Leaving Tangier, Tahar Ben Jelloun

Likely the most notable aspect of Tahar Ben Jelloun’s newest novel to be translated from French into English, Leaving Tangier (2009), is his unique storytelling through the series of “character sketches.” People of all backgrounds and experiences and relations to Tangier are made real and alive through their speech, reflections, and cultural mannerisms. Most of their tales are quite tragic: stories of prostitution, drug-dealing, and trafficking run rampant in Tangier’s seedy coastline locale. New people are introduced abruptly; their narratives are then weaved together through the highly ambivalent relationship between Azel and Miguel, separately from Morocco and Spain, who together represent the portal city of Tangier. Leaving Tangier shows Tahar Ben Jelloun’s developed understanding of what it feels like to straddle two nations and how difficult it is to completely sever the ties to one’s homeland. His knowledge of expatriation is as vast as his characters are numerous.
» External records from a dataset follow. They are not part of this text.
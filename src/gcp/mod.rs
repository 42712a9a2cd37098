//! GCP API interaction module
//!
//! Authentication, HTTP plumbing and the session context shared by every
//! lister and resource of a run.
//!
//! # Module Structure
//!
//! - [`auth`] - Credential sources (profile, service account key, access token)
//! - [`client`] - Session client: credentials, project, region and API URLs
//! - [`http`] - HTTP utilities for REST API calls
//! - [`operation`] - Polling of long-running operations
//! - [`projects`] - Project lookup used to validate the session
//!
//! # Example
//!
//! ```ignore
//! use crate::gcp::auth::{CredentialSource, GcpCredentials};
//! use crate::gcp::client::GcpClient;
//!
//! async fn example() -> anyhow::Result<()> {
//!     let source = CredentialSource::Profile("default".to_string());
//!     let credentials = GcpCredentials::new(&source).await?;
//!     let client = GcpClient::from_credentials(credentials, "my-project", "us-central1")?;
//!     let disks = client.get(&client.compute_aggregated_url("disks")).await?;
//!     Ok(())
//! }
//! ```

pub mod auth;
pub mod client;
pub mod http;
pub mod operation;
pub mod projects;
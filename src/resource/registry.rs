//! Resource Registry - Load resource definitions from JSON
//!
//! This module loads all GCP resource definitions from embedded JSON files.
//! File order, then entry order inside each file, is the order in which
//! resource types are listed and removed: dependents come before the
//! resources they depend on.

use serde::Deserialize;
use std::collections::HashSet;
use std::sync::OnceLock;

/// Embedded resource JSON files (compiled into the binary)
const RESOURCE_FILES: &[&str] = &[
    include_str!("../resources/gke.json"),
    include_str!("../resources/compute.json"),
    include_str!("../resources/storage.json"),
];

/// API family a resource type belongs to
#[derive(Debug, Clone, Copy, PartialEq, Eq, Deserialize)]
#[serde(rename_all = "lowercase")]
pub enum Service {
    Compute,
    Storage,
    Container,
}

/// Where a resource type lives
#[derive(Debug, Clone, Copy, PartialEq, Eq, Deserialize)]
#[serde(rename_all = "lowercase")]
pub enum Scope {
    /// Compute resource in a zone
    Zonal,
    /// Compute resource in a region
    Regional,
    /// Compute resource without location
    Global,
    /// Project-wide resource of a non-compute API
    Project,
    /// GKE resource addressed by `locations/{location}`
    Location,
}

impl Scope {
    /// Whether listed items carry a location to match against the session region
    pub fn is_located(&self) -> bool {
        matches!(self, Self::Zonal | Self::Regional | Self::Location)
    }
}

fn default_response_path() -> String {
    "items".to_string()
}

fn default_name_field() -> String {
    "name".to_string()
}

/// Resource definition from JSON
#[derive(Debug, Clone, Deserialize)]
pub struct ResourceDef {
    pub key: String,
    pub display_name: String,
    pub service: Service,
    /// REST collection name, e.g. `instances`
    pub collection: String,
    pub scope: Scope,
    #[serde(default = "default_response_path")]
    pub response_path: String,
    #[serde(default = "default_name_field")]
    pub name_field: String,
    /// Delete answers with a long-running operation
    #[serde(default)]
    pub async_delete: bool,
    /// Labels marking resources owned by another system
    #[serde(default)]
    pub protected_labels: Vec<String>,
}

/// Root structure of resources/*.json
#[derive(Debug, Clone, Deserialize)]
pub struct ResourceConfig {
    #[serde(default)]
    pub resources: Vec<ResourceDef>,
}

/// Global registry loaded from JSON
static REGISTRY: OnceLock<Vec<ResourceDef>> = OnceLock::new();

/// Get every resource definition in registration order
pub fn get_registry() -> &'static [ResourceDef] {
    REGISTRY.get_or_init(|| {
        let mut resources = Vec::new();
        let mut seen = HashSet::new();

        for content in RESOURCE_FILES {
            let partial: ResourceConfig = serde_json::from_str(content)
                .unwrap_or_else(|e| panic!("Failed to parse embedded resource JSON: {}", e));
            for def in partial.resources {
                if seen.insert(def.key.clone()) {
                    resources.push(def);
                } else {
                    tracing::warn!("Duplicate resource definition ignored: {}", def.key);
                }
            }
        }

        resources
    })
}

/// Get a resource definition by key
pub fn get_resource(key: &str) -> Option<&'static ResourceDef> {
    get_registry().iter().find(|def| def.key == key)
}

/// Get all resource keys in registration order
pub fn get_all_resource_keys() -> Vec<&'static str> {
    get_registry().iter().map(|def| def.key.as_str()).collect()
}
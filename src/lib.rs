//! gnuke - remove every resource from a Google Cloud project
//!
//! Resources are listed, filtered, deleted one at a time, waited on
//! concurrently and retried until nothing is left to fail.

pub mod config;
pub mod gcp;
pub mod nuke;
pub mod resource;

/// Version injected at compile time via GNUKE_VERSION env var (set by CI/CD),
/// or "dev" for local builds.
pub const VERSION: &str = match option_env!("GNUKE_VERSION") {
    Some(v) => v,
    None => "dev",
};
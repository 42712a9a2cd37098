//! Resource abstraction layer
//!
//! This module provides a data-driven approach to removing GCP resources.
//! Resource definitions are loaded from JSON files at compile time, allowing
//! new resource types to be added without code changes.
//!
//! # Architecture
//!
//! - [`registry`] - Loads resource definitions from embedded JSON, in removal order
//! - [`fetcher`] - Fetches resources from GCP APIs with pagination support
//! - [`dispatch`] - Maps definitions to concrete list, delete and operation URLs
//! - [`filter`] - Configured and built-in keep rules
//! - [`handle`] - The resource handle the nuke engine works on
//! - [`lister`] - One lister per selected resource type
//!
//! # Resource Definitions
//!
//! Resources are defined in JSON files under `src/resources/`:
//! - `gke.json` - GKE clusters
//! - `compute.json` - Compute Engine resources (VMs, disks, load balancing, networks)
//! - `storage.json` - Cloud Storage buckets
//!
//! # Example
//!
//! ```ignore
//! use crate::resource::{listers, ResourceSelection};
//!
//! let listers = listers(&ResourceSelection::default(), &HashMap::new(), Duration::from_secs(2))?;
//! ```

pub mod dispatch;
pub mod fetcher;
pub mod filter;
pub mod handle;
pub mod lister;
pub mod registry;

pub use filter::{FilterMatch, FilterRule, MatchKind};
pub use handle::GcpResource;
pub use lister::{listers, DefinitionLister, ResourceSelection};
pub use registry::{get_all_resource_keys, get_registry, get_resource, ResourceDef, Scope, Service};
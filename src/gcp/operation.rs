//! Long-running operations
//!
//! Compute Engine and GKE answer a delete with an operation that has to be
//! polled until it reports `DONE`.

use super::client::GcpClient;
use anyhow::{Context, Result};
use serde_json::Value;
use std::time::Duration;

/// Snapshot of a long-running operation
#[derive(Debug, Clone, PartialEq, Eq)]
pub struct Operation {
    pub name: String,
    pub status: String,
    pub error: Option<String>,
}

impl Operation {
    /// Parse a Compute Engine or GKE operation resource
    pub fn from_value(value: &Value) -> Option<Self> {
        let name = value.get("name")?.as_str()?.to_string();
        let status = value
            .get("status")
            .and_then(|v| v.as_str())
            .unwrap_or("PENDING")
            .to_string();

        Some(Self {
            name,
            status,
            error: operation_error(value),
        })
    }

    pub fn is_done(&self) -> bool {
        self.status == "DONE"
    }
}

/// Error text of an operation, if it failed
fn operation_error(value: &Value) -> Option<String> {
    let error = value.get("error")?;

    // Compute: {"error": {"errors": [{"code": ..., "message": ...}]}}
    if let Some(errors) = error.get("errors").and_then(|v| v.as_array()) {
        let messages: Vec<&str> = errors
            .iter()
            .filter_map(|e| e.get("message").and_then(|m| m.as_str()))
            .collect();
        if !messages.is_empty() {
            return Some(messages.join("; "));
        }
    }

    // GKE: {"error": {"code": ..., "message": ...}}
    if let Some(message) = error.get("message").and_then(|v| v.as_str()) {
        return Some(message.to_string());
    }

    value
        .get("statusMessage")
        .and_then(|v| v.as_str())
        .map(|s| s.to_string())
        .or_else(|| Some("operation failed".to_string()))
}

/// Poll `url` until the operation is done. There is no deadline.
pub async fn wait_for_operation(client: &GcpClient, url: &str, interval: Duration) -> Result<()> {
    let mut polls: u32 = 0;

    loop {
        let response = client.get(url).await.context("Failed to poll operation")?;
        let operation = Operation::from_value(&response)
            .with_context(|| format!("Unexpected operation response from {}", url))?;
        polls += 1;

        if operation.is_done() {
            tracing::debug!("Operation {} done after {} polls", operation.name, polls);
            return match operation.error {
                Some(message) => Err(anyhow::anyhow!(
                    "operation {} failed: {}",
                    operation.name,
                    message
                )),
                None => Ok(()),
            };
        }

        tracing::trace!("Operation {} is {}", operation.name, operation.status);
        tokio::time::sleep(interval).await;
    }
}

#[cfg(test)]
mod tests {
    use super::*;
    use serde_json::json;

    #[test]
    fn test_running_compute_operation() {
        let op = Operation::from_value(&json!({
            "name": "operation-123",
            "status": "RUNNING",
            "operationType": "delete"
        }))
        .unwrap();
        assert!(!op.is_done());
        assert_eq!(op.error, None);
    }

    #[test]
    fn test_failed_compute_operation() {
        let op = Operation::from_value(&json!({
            "name": "operation-456",
            "status": "DONE",
            "error": {"errors": [
                {"code": "RESOURCE_IN_USE_BY_ANOTHER_RESOURCE", "message": "disk is in use by vm-1"}
            ]}
        }))
        .unwrap();
        assert!(op.is_done());
        assert_eq!(op.error.as_deref(), Some("disk is in use by vm-1"));
    }

    #[test]
    fn test_failed_gke_operation() {
        let op = Operation::from_value(&json!({
            "name": "operation-789",
            "status": "DONE",
            "error": {"code": 9, "message": "cluster is being upgraded"}
        }))
        .unwrap();
        assert_eq!(op.error.as_deref(), Some("cluster is being upgraded"));
    }

    #[test]
    fn test_operation_without_name_is_rejected() {
        assert_eq!(Operation::from_value(&json!({"status": "DONE"})), None);
        assert_eq!(Operation::from_value(&Value::Null), None);
    }
}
In this novel of simultaneous descent and brief bouts of enlightenment, migrants are torn about their past and national identity. Azel, the protagonist, is described at one point as “street trash” by his rich Spanish “lover,” who is all too willing to take the Moroccan man’s body even without receving his heart. Their acts flow parallel to the Strait of Gibraltar, claiming the Moroccan lives that sorely strove to reach new prospects in the glamorous land over the water. Drowning becomes a purgatory move in this sense, cleansing years of raw history.

10 April 2009

Eliot for your morning, Hegel in the evening.

From the second of Four Quartets by T.S. Eliot:
...Had they deceived us,
Or deceived themselves, the quiet-voiced elders,
Bequeathing us merely a receipt for deceit?
The serenity only a deliberate hebetude,
The wisdom only the knowledge of dead secrets
Useless in the darkness into which they peered
Or from which they turned their eyes. There is, it seems to us,
At best, only a limited value
In the knowledge derived from experience.
The knowledge imposes a pattern, and falsifies,
For the pattern is new in every moment
And every moment is a new and shocking
Valuation of all we have been. We are only undeceived
Of that which, deceiving, could no longer harm.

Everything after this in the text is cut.